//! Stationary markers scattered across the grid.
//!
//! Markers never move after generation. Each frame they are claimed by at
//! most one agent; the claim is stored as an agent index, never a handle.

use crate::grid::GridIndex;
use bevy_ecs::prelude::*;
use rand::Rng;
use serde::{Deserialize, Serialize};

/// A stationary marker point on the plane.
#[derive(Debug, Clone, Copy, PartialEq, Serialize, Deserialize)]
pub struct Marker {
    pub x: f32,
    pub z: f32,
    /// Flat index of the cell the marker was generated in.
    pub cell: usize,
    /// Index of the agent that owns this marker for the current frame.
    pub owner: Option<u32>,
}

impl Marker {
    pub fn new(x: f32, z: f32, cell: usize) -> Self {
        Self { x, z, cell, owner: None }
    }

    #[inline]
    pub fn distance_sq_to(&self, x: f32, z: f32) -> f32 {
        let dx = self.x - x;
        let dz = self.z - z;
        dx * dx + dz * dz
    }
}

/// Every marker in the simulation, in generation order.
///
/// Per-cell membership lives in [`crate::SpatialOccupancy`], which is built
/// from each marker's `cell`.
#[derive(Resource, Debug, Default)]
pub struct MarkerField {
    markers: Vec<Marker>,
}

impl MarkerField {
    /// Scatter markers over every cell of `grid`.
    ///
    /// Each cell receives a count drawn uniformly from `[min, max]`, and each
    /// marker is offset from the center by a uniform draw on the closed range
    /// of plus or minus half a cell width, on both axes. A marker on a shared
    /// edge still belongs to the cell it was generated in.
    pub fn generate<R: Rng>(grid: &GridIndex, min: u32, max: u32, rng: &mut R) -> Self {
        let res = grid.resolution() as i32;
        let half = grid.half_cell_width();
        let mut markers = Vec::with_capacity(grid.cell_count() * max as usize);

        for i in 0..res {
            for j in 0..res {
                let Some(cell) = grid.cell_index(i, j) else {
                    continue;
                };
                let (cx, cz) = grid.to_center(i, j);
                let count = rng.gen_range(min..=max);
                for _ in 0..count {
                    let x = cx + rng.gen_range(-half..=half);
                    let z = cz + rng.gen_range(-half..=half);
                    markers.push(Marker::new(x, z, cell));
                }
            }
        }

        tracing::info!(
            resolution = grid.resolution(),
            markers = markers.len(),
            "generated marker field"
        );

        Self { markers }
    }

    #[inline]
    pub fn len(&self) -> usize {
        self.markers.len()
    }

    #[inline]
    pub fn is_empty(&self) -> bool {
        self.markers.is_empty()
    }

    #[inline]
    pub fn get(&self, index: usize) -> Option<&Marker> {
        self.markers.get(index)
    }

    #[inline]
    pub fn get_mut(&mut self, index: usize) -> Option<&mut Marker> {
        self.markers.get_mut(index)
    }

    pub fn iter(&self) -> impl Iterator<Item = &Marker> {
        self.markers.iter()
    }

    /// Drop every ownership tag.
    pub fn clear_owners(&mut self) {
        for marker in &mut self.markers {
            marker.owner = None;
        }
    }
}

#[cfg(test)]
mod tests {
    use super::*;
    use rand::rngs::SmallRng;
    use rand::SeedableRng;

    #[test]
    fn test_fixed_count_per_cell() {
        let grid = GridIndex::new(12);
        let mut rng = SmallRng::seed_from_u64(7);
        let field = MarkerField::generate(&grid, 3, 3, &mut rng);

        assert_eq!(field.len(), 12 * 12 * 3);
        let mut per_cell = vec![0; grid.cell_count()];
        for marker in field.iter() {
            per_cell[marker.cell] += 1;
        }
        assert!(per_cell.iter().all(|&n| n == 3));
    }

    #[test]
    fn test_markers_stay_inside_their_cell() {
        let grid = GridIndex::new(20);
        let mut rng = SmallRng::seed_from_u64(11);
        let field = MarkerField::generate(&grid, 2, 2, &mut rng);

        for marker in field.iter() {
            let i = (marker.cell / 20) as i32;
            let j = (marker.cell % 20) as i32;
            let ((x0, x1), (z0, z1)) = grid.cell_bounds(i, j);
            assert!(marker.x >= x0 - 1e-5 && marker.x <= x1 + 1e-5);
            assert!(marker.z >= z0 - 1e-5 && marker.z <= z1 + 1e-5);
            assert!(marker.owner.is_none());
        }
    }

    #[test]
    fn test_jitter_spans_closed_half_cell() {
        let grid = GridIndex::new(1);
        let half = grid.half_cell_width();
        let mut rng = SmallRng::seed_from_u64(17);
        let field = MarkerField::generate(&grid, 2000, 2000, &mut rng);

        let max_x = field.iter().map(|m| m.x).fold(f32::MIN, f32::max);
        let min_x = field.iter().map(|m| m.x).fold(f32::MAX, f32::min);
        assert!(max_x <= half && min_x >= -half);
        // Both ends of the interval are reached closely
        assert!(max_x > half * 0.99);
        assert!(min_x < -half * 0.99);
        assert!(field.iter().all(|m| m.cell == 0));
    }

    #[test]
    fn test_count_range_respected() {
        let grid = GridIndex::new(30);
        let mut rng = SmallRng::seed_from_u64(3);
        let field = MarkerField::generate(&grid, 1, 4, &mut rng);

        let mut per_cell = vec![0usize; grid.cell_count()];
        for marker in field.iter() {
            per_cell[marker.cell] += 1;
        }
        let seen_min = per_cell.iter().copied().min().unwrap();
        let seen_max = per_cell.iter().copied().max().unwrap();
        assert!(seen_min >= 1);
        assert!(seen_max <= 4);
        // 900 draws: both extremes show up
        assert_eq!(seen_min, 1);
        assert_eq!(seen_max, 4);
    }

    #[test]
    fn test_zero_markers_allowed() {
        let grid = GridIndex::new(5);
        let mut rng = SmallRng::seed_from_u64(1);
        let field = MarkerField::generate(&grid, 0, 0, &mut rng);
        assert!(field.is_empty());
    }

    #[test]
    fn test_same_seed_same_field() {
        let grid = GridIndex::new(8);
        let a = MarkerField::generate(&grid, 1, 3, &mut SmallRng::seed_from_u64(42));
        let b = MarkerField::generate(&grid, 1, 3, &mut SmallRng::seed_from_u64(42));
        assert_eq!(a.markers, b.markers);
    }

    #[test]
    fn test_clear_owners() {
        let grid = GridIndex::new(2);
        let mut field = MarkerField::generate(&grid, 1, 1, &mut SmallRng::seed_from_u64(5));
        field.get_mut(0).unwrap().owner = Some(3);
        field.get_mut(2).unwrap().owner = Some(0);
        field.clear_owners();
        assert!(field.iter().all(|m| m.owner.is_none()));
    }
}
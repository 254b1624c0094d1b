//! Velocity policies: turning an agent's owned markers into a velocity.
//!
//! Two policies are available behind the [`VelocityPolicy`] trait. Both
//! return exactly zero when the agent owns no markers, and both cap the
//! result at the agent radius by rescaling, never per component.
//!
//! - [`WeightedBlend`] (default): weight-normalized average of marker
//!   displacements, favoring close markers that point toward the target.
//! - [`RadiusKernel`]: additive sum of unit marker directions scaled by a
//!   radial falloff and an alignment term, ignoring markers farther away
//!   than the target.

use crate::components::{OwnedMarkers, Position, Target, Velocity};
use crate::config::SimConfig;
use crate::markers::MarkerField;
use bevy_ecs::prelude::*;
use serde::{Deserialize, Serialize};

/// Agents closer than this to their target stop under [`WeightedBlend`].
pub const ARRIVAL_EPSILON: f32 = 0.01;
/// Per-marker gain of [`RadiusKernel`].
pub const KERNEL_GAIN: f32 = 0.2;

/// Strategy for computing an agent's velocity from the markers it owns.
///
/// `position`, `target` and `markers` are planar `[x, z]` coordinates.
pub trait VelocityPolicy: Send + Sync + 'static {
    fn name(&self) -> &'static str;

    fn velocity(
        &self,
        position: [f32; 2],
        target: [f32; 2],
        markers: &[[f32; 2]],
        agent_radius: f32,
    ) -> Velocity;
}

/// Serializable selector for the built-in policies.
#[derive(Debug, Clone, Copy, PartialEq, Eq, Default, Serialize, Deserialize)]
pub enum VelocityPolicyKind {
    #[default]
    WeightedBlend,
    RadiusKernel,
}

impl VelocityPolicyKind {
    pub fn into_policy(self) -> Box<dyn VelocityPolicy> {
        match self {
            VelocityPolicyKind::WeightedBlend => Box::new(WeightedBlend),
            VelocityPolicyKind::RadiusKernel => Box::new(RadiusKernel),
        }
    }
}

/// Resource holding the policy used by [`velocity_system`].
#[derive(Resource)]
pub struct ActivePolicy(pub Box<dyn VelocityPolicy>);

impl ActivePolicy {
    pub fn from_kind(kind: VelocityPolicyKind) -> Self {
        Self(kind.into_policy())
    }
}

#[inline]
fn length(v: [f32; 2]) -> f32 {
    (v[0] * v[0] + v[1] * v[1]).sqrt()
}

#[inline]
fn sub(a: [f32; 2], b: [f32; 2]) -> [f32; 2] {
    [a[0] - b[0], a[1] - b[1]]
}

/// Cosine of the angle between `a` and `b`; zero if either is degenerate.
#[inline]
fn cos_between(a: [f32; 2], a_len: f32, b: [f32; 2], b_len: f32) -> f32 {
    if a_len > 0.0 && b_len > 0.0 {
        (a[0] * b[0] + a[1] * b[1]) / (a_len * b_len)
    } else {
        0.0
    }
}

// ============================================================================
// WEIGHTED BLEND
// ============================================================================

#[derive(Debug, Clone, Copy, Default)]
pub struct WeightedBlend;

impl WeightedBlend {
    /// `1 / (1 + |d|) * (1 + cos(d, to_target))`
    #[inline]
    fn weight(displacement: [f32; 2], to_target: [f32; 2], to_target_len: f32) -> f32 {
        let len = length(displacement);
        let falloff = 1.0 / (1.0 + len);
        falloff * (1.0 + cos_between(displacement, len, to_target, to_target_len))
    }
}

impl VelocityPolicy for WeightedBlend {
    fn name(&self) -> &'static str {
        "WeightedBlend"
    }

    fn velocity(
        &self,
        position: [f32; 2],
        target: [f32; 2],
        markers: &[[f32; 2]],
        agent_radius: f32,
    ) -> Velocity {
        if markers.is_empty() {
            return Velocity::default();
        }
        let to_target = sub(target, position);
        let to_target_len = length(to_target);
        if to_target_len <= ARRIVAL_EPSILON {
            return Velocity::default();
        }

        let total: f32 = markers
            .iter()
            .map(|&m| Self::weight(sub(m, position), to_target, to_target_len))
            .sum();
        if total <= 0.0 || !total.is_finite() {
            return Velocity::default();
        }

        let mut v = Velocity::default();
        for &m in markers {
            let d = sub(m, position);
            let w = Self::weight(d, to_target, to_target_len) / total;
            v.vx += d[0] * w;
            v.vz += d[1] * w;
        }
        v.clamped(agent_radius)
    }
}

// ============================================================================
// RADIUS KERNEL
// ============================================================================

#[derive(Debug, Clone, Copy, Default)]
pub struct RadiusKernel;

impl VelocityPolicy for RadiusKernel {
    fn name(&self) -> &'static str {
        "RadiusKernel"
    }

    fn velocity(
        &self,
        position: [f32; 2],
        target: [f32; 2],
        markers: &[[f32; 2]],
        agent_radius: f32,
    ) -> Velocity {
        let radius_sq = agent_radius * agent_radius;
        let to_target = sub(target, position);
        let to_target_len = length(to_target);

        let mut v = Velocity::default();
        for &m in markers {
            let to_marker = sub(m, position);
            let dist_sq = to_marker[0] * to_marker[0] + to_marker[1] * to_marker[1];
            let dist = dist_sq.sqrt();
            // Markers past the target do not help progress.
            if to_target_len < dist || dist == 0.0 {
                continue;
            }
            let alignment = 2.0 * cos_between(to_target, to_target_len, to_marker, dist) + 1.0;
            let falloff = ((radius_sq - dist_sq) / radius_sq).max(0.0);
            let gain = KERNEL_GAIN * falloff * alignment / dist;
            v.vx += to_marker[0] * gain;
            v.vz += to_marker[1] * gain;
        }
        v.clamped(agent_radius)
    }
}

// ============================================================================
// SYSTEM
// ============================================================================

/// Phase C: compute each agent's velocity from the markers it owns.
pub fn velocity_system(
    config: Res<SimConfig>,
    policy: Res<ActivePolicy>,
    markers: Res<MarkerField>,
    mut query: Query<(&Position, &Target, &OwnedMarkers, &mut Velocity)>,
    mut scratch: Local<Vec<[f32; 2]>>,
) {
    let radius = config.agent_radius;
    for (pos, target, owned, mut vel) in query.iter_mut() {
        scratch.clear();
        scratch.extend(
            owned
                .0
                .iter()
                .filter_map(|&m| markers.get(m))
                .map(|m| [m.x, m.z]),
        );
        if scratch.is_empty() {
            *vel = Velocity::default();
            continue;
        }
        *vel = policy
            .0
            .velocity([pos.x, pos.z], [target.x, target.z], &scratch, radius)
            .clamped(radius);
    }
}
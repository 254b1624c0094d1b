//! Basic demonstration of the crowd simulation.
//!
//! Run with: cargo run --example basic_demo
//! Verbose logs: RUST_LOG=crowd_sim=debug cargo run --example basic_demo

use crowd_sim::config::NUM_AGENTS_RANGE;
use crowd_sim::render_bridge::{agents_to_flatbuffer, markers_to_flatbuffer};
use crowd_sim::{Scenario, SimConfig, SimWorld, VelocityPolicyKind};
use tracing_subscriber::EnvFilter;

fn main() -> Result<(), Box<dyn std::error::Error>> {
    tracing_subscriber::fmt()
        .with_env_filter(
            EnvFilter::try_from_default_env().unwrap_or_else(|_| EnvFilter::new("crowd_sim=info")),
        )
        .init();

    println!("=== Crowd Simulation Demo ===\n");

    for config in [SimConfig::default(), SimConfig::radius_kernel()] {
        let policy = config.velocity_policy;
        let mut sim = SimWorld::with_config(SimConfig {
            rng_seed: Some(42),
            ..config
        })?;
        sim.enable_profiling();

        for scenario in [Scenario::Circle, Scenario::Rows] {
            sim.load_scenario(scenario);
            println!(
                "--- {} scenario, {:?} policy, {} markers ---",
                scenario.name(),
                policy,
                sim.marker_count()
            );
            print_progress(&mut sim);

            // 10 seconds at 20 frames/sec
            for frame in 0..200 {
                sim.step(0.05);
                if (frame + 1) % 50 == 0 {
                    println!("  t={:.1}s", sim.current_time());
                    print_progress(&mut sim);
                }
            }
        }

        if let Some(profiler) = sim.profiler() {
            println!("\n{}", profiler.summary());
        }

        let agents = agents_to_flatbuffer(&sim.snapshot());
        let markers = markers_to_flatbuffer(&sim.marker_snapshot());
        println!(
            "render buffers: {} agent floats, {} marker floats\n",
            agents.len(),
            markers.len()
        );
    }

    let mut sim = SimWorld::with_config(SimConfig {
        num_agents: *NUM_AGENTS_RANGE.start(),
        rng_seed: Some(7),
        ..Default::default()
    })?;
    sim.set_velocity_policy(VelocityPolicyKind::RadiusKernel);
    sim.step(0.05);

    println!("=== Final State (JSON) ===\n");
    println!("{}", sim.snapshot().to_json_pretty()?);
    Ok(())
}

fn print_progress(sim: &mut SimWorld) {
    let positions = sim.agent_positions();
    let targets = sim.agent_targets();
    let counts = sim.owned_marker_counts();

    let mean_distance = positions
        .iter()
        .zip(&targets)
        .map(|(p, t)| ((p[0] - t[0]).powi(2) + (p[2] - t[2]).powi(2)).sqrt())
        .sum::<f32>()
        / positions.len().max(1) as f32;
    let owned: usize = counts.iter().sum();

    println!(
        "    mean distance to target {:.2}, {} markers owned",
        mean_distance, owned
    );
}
────────────────────
* _PROBLEM TO WORK ON_:
In the entries above, the lines from the one bearing "in generation order." up to and including the one bearing "pub fn clear_owners(&mut" should be transcribed exactly; no other line is wanted.

* _WRITTEN SOLUTION_:
/// Every marker in the simulation, in generation order.
///
/// Per-cell membership lives in [`crate::SpatialOccupancy`], which is built
/// from each marker's `cell`.
#[derive(Resource, Debug, Default)]
pub struct MarkerField {
    markers: Vec<Marker>,
}

impl MarkerField {
    /// Scatter markers over every cell of `grid`.
    ///
    /// Each cell receives a count drawn uniformly from `[min, max]`, and each
    /// marker is offset from the center by a uniform draw on the closed range
    /// of plus or minus half a cell width, on both axes. A marker on a shared
    /// edge still belongs to the cell it was generated in.
    pub fn generate<R: Rng>(grid: &GridIndex, min: u32, max: u32, rng: &mut R) -> Self {
        let res = grid.resolution() as i32;
        let half = grid.half_cell_width();
        let mut markers = Vec::with_capacity(grid.cell_count() * max as usize);

        for i in 0..res {
            for j in 0..res {
                let Some(cell) = grid.cell_index(i, j) else {
                    continue;
                };
                let (cx, cz) = grid.to_center(i, j);
                let count = rng.gen_range(min..=max);
                for _ in 0..count {
                    let x = cx + rng.gen_range(-half..=half);
                    let z = cz + rng.gen_range(-half..=half);
                    markers.push(Marker::new(x, z, cell));
                }
            }
        }

        tracing::info!(
            resolution = grid.resolution(),
            markers = markers.len(),
            "generated marker field"
        );

        Self { markers }
    }

    #[inline]
    pub fn len(&self) -> usize {
        self.markers.len()
    }

    #[inline]
    pub fn is_empty(&self) -> bool {
        self.markers.is_empty()
    }

    #[inline]
    pub fn get(&self, index: usize) -> Option<&Marker> {
        self.markers.get(index)
    }

    #[inline]
    pub fn get_mut(&mut self, index: usize) -> Option<&mut Marker> {
        self.markers.get_mut(index)
    }

    pub fn iter(&self) -> impl Iterator<Item = &Marker> {
        self.markers.iter()
    }

    /// Drop every ownership tag.
    pub fn clear_owners(&mut self) {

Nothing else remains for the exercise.